*** Opening of Dataset content ***
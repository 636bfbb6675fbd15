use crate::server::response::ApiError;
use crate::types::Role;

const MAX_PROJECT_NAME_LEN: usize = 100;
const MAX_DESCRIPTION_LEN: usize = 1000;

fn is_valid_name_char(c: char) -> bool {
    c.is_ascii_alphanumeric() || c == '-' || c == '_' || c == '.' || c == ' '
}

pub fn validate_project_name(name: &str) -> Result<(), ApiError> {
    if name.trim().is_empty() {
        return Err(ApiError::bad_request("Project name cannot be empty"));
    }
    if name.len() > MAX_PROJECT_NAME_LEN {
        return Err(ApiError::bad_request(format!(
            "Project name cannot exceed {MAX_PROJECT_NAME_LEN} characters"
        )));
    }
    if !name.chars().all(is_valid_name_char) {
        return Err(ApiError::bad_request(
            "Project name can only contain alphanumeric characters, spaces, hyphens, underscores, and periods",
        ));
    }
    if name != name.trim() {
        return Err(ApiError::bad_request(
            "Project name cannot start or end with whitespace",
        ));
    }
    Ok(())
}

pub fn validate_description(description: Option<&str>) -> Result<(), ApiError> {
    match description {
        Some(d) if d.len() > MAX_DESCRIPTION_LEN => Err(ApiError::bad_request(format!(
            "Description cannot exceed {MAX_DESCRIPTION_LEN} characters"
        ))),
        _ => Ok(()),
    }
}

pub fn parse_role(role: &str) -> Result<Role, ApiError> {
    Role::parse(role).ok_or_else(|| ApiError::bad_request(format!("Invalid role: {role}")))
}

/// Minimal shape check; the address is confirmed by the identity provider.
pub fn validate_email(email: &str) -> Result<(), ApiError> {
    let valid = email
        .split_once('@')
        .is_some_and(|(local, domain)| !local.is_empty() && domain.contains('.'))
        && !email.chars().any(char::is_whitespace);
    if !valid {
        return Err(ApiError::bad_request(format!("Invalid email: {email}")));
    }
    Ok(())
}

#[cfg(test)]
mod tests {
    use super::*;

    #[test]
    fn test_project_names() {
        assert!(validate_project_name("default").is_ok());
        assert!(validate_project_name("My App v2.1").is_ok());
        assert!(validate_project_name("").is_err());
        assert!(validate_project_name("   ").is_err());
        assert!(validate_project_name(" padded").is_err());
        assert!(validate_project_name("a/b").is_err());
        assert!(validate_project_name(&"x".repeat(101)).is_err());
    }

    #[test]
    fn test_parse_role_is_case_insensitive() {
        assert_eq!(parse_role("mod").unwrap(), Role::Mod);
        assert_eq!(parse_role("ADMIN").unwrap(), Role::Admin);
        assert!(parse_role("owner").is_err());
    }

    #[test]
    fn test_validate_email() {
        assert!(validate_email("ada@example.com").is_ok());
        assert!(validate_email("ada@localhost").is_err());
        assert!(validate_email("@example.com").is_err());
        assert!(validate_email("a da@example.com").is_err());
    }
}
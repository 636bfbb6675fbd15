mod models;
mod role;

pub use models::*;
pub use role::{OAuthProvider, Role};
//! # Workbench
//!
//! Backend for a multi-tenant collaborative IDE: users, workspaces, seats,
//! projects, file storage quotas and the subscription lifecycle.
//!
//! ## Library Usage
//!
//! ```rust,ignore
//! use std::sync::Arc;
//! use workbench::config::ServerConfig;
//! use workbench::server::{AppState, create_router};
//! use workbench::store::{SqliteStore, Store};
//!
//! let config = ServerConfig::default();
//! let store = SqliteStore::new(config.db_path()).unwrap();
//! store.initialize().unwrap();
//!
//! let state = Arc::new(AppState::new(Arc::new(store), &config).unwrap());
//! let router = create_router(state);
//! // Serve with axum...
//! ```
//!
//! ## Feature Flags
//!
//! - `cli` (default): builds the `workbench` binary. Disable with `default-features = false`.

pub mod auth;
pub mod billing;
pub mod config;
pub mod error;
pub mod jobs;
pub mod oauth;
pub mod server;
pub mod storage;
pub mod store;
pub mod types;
*** Close of Dataset content ***
# Task instructions
Every line above that holds the word "AppState" is to be found and copied.

# Output for this task
//! use workbench::server::{AppState, create_router};
//! let state = Arc::new(AppState::new(Arc::new(store), &config).unwrap());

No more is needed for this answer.